シベリア鉄道、アルプスのベルニナ線、最悪の列車旅のこと
シベリア鉄道の旅
はてしなく広いシベリアの大地を、列車で延々と横断したことがある。
いわゆるシベリア鉄道というやつだ。
横浜から船でロシアに渡った後、東の果てのナホトカから列車に乗り込み、モスクワを経由し、はるかフィンランドのヘルシンキまでたっぷり8日間。
その間、風呂にも入れない状態で列車に乗り詰めの毎日だった。
はじめの頃は、海のように広大なバイカル湖に、子供のように興奮した。
しかし、そのうち窓の外は、タイガと呼ばれる針葉樹林ばかりの単調な風景がどこまでもどこまでも、うんざりするほど続くようになり、朝起きて外を見るたびに、
「ああ、またか…」
と、ため息ばかりついていたものだ。
それでも、列車の旅は好きだ。
車窓を次々と流れていく、見知らぬ山や河、町や村。
その中の人々のくらし。
子供たちのいきいきとした表情。
列車は「動く劇場空間」である。
私は異国の珍しい風景の中を、一介の観客として流れていく。
私は、車窓というスクリーンに映し出される、初めて見る世界に胸をときめかせながら、勝手にさまざまな想いをめぐらして遊ぶ。
「もし自分が日本ではなく、この土地に生まれ落ちていたとしたら、いったい今頃どんなくらしをしているのだろうか?」
…と。
インドの列車
これまで世界各地でさまざまな列車に乗った。
アンデスの高山鉄道。
中国の鉄道。
台湾を一周する鉄道。
すさまじいのは、やはりインドの鉄道だ。
通路や出入り口はもちろん、頭上の網棚にまで人がひしめき合っている。
おまけに何故かニワトリや山羊までがちゃっかり乗り込んでいたりして、ちょっと油断をすると、たちまちに自分の座るわずかなスペースさえ奪われてしまう。
インドの列車はまさに体力勝負のサバイバル争奪戦である。
最悪の列車旅
ところが私の中での「最悪の汽車旅」はインドではなく、スペインを南下する鉄道だった。
そのとき私は、ジブラルタル海峡を船で渡って、クリスマスをモロッコで迎えるべく、スペインの南端へ向かう夜行列車に乗り込んだ。

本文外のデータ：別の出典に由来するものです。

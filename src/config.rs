// src/config.rs
//
// Startup configuration: YAML file layered under CLI overrides, then
// validated. Every field is optional so the layers can merge
// Option-by-Option; accessors apply the defaults.

use clap::{ArgAction, Parser, ValueHint};
use dirs_next::home_dir;
use serde::{Deserialize, Serialize};
use std::{
    fs,
    path::{Path, PathBuf},
    time::Duration,
};
use thiserror::Error;

/// Error type for config loading/validation.
#[derive(Debug, Error)]
pub enum ConfigError {
    #[error("YAML parse error: {0}")]
    Yaml(#[from] serde_yaml::Error),
    #[error("I/O error: {0}")]
    Io(#[from] std::io::Error),
    #[error("Validation error: {0}")]
    Validation(String),
}

#[derive(Debug, Clone, Serialize, Deserialize, Default)]
pub struct Config {
    pub log_level: Option<String>,
    /// Page switch interval in seconds.
    pub page_interval_secs: Option<u64>,
    pub panel: Option<PanelConfig>,
    pub eta: Option<EtaConfig>,
    pub schedule: Option<ScheduleConfig>,
    pub providers: Option<ProviderConfig>,
}

#[derive(Debug, Clone, Serialize, Deserialize, Default)]
pub struct PanelConfig {
    /// Panel controller host. Required.
    pub host: Option<String>,
    pub port: Option<u16>,
    pub brightness: Option<u8>,
}

#[derive(Debug, Clone, Serialize, Deserialize, Default)]
pub struct EtaConfig {
    /// Physical trackmarker position of the display.
    pub display_trackmarker: Option<f64>,
    /// Minutes of position history considered for the velocity estimate.
    pub lookback_mins: Option<i64>,
    /// Maximum plausible ETA jump between cycles, seconds.
    pub max_jump_secs: Option<i64>,
    /// "Station zone" radius around the display, trackmarker units.
    pub arrival_zone: Option<f64>,
}

#[derive(Debug, Clone, Serialize, Deserialize, Default)]
pub struct ScheduleConfig {
    /// Events longer than this are dropped as placeholders, minutes.
    pub max_duration_mins: Option<i64>,
    /// Grace window for already-started events, minutes.
    pub max_ongoing_mins: Option<i64>,
}

#[derive(Debug, Clone, Serialize, Deserialize, Default)]
pub struct ProviderConfig {
    pub track_api_url: Option<String>,
    pub schedule_url: Option<String>,
}

/// CLI overrides. All fields are Options so we can layer them over YAML.
#[derive(Debug, Parser, Clone)]
#[command(name = "trackside", about = "Trackside arrival & event schedule panel")]
pub struct Cli {
    /// Path to a YAML config file (overrides search)
    #[arg(long, value_hint = ValueHint::FilePath)]
    pub config: Option<PathBuf>,
    #[arg(long)]
    pub log_level: Option<String>,
    /// Panel controller host
    #[arg(long)]
    pub host: Option<String>,
    /// Panel controller port
    #[arg(long)]
    pub port: Option<u16>,
    /// Panel brightness, 0-255
    #[arg(long)]
    pub brightness: Option<u8>,
    #[arg(long)]
    pub page_interval_secs: Option<u64>,
    /// dump fully merged config (after overrides) and exit
    #[arg(long, action = ArgAction::SetTrue)]
    pub dump_config: bool,
}

/// Public entry point: parse CLI, read YAML, merge, validate.
pub fn load() -> Result<Config, ConfigError> {
    let cli = Cli::parse();
    load_with(cli)
}

pub fn load_with(cli: Cli) -> Result<Config, ConfigError> {
    // 1) defaults (from `Default` impl)
    let mut cfg = Config::default();

    // 2) YAML file (explicit path or search)
    if let Some(p) = cli.config.as_ref() {
        if p.exists() {
            let y = read_yaml(p)?;
            merge(&mut cfg, y);
        } else {
            return Err(ConfigError::Validation(format!(
                "Config file not found: {}",
                p.display()
            )));
        }
    } else if let Some(p) = find_config_file() {
        let y = read_yaml(&p)?;
        merge(&mut cfg, y);
    }

    // 3) CLI overrides (highest precedence)
    apply_cli_overrides(&mut cfg, &cli);

    // 4) Validate
    validate(&cfg)?;

    if cli.dump_config {
        let s = serde_yaml::to_string(&cfg)?;
        println!("{s}");
        std::process::exit(0);
    }

    Ok(cfg)
}

/// Try common locations in order (first hit wins).
fn find_config_file() -> Option<PathBuf> {
    if let Some(home) = home_dir() {
        let p = home.join(".config/trackside/config.yaml");
        if p.exists() {
            return Some(p);
        }
        let p = home.join(".config/trackside.yaml");
        if p.exists() {
            return Some(p);
        }
    }
    for candidate in &["trackside.yaml", "config.yaml"] {
        let p = PathBuf::from(candidate);
        if p.exists() {
            return Some(p);
        }
    }
    None
}

fn read_yaml(path: &Path) -> Result<Config, ConfigError> {
    let s = fs::read_to_string(path)?;
    let cfg: Config = serde_yaml::from_str(&s)?;
    Ok(cfg)
}

/// Shallow merge `src` into `dst`, Option-by-Option.
fn merge(dst: &mut Config, src: Config) {
    if src.log_level.is_some() {
        dst.log_level = src.log_level;
    }
    if src.page_interval_secs.is_some() {
        dst.page_interval_secs = src.page_interval_secs;
    }
    merge_group(&mut dst.panel, src.panel, |d, s| {
        if s.host.is_some() {
            d.host = s.host;
        }
        if s.port.is_some() {
            d.port = s.port;
        }
        if s.brightness.is_some() {
            d.brightness = s.brightness;
        }
    });
    merge_group(&mut dst.eta, src.eta, |d, s| {
        if s.display_trackmarker.is_some() {
            d.display_trackmarker = s.display_trackmarker;
        }
        if s.lookback_mins.is_some() {
            d.lookback_mins = s.lookback_mins;
        }
        if s.max_jump_secs.is_some() {
            d.max_jump_secs = s.max_jump_secs;
        }
        if s.arrival_zone.is_some() {
            d.arrival_zone = s.arrival_zone;
        }
    });
    merge_group(&mut dst.schedule, src.schedule, |d, s| {
        if s.max_duration_mins.is_some() {
            d.max_duration_mins = s.max_duration_mins;
        }
        if s.max_ongoing_mins.is_some() {
            d.max_ongoing_mins = s.max_ongoing_mins;
        }
    });
    merge_group(&mut dst.providers, src.providers, |d, s| {
        if s.track_api_url.is_some() {
            d.track_api_url = s.track_api_url;
        }
        if s.schedule_url.is_some() {
            d.schedule_url = s.schedule_url;
        }
    });
}

fn merge_group<T>(dst: &mut Option<T>, src: Option<T>, f: impl FnOnce(&mut T, T)) {
    match (dst.as_mut(), src) {
        (None, Some(s)) => *dst = Some(s),
        (Some(d), Some(s)) => f(d, s),
        _ => {}
    }
}

fn apply_cli_overrides(cfg: &mut Config, cli: &Cli) {
    if cli.log_level.is_some() {
        cfg.log_level = cli.log_level.clone();
    }
    if cli.page_interval_secs.is_some() {
        cfg.page_interval_secs = cli.page_interval_secs;
    }
    let any_panel = cli.host.is_some() || cli.port.is_some() || cli.brightness.is_some();
    if any_panel && cfg.panel.is_none() {
        cfg.panel = Some(PanelConfig::default());
    }
    if let Some(panel) = cfg.panel.as_mut() {
        if cli.host.is_some() {
            panel.host = cli.host.clone();
        }
        if cli.port.is_some() {
            panel.port = cli.port;
        }
        if cli.brightness.is_some() {
            panel.brightness = cli.brightness;
        }
    }
}

/// Put any invariants here (required fields, ranges, etc.)
fn validate(cfg: &Config) -> Result<(), ConfigError> {
    let host_set = cfg
        .panel
        .as_ref()
        .and_then(|p| p.host.as_ref())
        .map(|h| !h.is_empty())
        .unwrap_or(false);
    if !host_set {
        return Err(ConfigError::Validation(
            "panel host is required (YAML panel.host or --host)".into(),
        ));
    }
    if let Some(secs) = cfg.page_interval_secs {
        if secs == 0 {
            return Err(ConfigError::Validation(
                "page_interval_secs must be > 0".into(),
            ));
        }
    }
    if let Some(eta) = cfg.eta.as_ref() {
        if let Some(lookback) = eta.lookback_mins {
            if lookback <= 0 {
                return Err(ConfigError::Validation(
                    "eta.lookback_mins must be > 0".into(),
                ));
            }
        }
        if let Some(zone) = eta.arrival_zone {
            if zone < 0.0 {
                return Err(ConfigError::Validation(
                    "eta.arrival_zone must be >= 0".into(),
                ));
            }
        }
    }
    Ok(())
}

impl Config {
    pub fn log_level(&self) -> &str {
        self.log_level.as_deref().unwrap_or("info")
    }

    pub fn page_interval(&self) -> Duration {
        Duration::from_secs(self.page_interval_secs.unwrap_or(20))
    }

    pub fn host(&self) -> &str {
        self.panel
            .as_ref()
            .and_then(|p| p.host.as_deref())
            .unwrap_or("")
    }

    pub fn port(&self) -> u16 {
        self.panel.as_ref().and_then(|p| p.port).unwrap_or(5001)
    }

    pub fn brightness(&self) -> u8 {
        self.panel
            .as_ref()
            .and_then(|p| p.brightness)
            .unwrap_or(128)
    }

    pub fn display_trackmarker(&self) -> f64 {
        self.eta
            .as_ref()
            .and_then(|e| e.display_trackmarker)
            .unwrap_or(163.0)
    }

    pub fn lookback_mins(&self) -> i64 {
        self.eta.as_ref().and_then(|e| e.lookback_mins).unwrap_or(10)
    }

    pub fn max_jump_secs(&self) -> i64 {
        self.eta.as_ref().and_then(|e| e.max_jump_secs).unwrap_or(30)
    }

    pub fn arrival_zone(&self) -> f64 {
        self.eta.as_ref().and_then(|e| e.arrival_zone).unwrap_or(20.0)
    }

    pub fn max_duration_mins(&self) -> i64 {
        self.schedule
            .as_ref()
            .and_then(|s| s.max_duration_mins)
            .unwrap_or(120)
    }

    pub fn max_ongoing_mins(&self) -> i64 {
        self.schedule
            .as_ref()
            .and_then(|s| s.max_ongoing_mins)
            .unwrap_or(9)
    }

    pub fn track_api_url(&self) -> &str {
        self.providers
            .as_ref()
            .and_then(|p| p.track_api_url.as_deref())
            .unwrap_or("https://api.c3toc.de")
    }

    pub fn schedule_url(&self) -> &str {
        self.providers
            .as_ref()
            .and_then(|p| p.schedule_url.as_deref())
            .unwrap_or("https://pretalx.c3voc.de/camp2023/schedule/export/schedule.json")
    }
}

しかしこの夜行列車は、ヨーロッパ中で出稼ぎをしていたモロッコ人達が、年末年始休暇を母国で過ごすためにいっせいに里帰りをする、殺人的超満員状態の集団帰省列車であったのだ。
テレビやラジカセといった大荷物(家族への手土産)を山のように抱えこんだモロッコ人たちが通路にまであふれてうずくまり、座席が空いていないどころか、腰をおろす隙間さえない状態。
恐ろしいことに、トイレの方も汚物が外にあふれ出ていた。
仕方なく私は、唯一すいている(暖房がきいていないから)食堂車の座席の上で、ありったけの服を着込んで、南極越冬隊のごとく息を白く凍らせながら朝まですごした。
列車が海峡の町に到着すると、今度は殺気立った乗客が、われ先にと船乗り場に殺到した。
ジブラルタル海峡をアフリカ大陸へと渡る、フェリーに乗るためだ。
このフェリーを逃すと、今日の内にモロッコへたどり着くことは出来ない。
切符売場では、あちこちで、ひしめき合う客らの間でこぜりあいの喧嘩がはじまった。
私は身の危険さえ感じた。
その場を逃れようとした瞬間、目の前に、殴られて血みどろになった男が倒れこんできた。
この時にはさすがに、ナポレオンではないが「ピレネーの向こうはアフリカか…」と思ったものだ。
アルプスのベルニナ鉄道
一方、私の中での「汽車旅ベストワン」といえば何といっても、かのトーマス・クック社も推奨する「ベルニナ急行」である。
これは、イタリア北部のティラノという町からベルニナ峠を越え、スイスのサンモリッツまでいたる、アルプスの山河を贅沢なまでに堪能できる実に美しい山岳鉄道である。
出発してしばらくは羊たちがたわむれるなだらかな緑の丘を次々といくつも越えていく。
やがて列車は、スイッチバックを何度も繰り返しながら、だんだんと高度を上げ始める。
さきほど通り抜けたばかりの小さな村が、どんどん眼下に小さくなっていったかと思うと、突然、深いコバルトブルーの水をたたえる神秘の湖があらわれる。
あまりの美しさに息をのんでいると、次は長いトンネルだ。
その先はというと、いちめん真っ白な銀世界。
目の前に圧倒的な迫力で氷河が迫り、あとはもう終点までいっきに、右も左もアルプスの峻厳なる白き峰々の、これでもか!といわんばかりの饗宴。
わずか数時間の間に、これほど美しい風景が凝縮された、夢のような汽車旅を、私はいまだ他には知らない。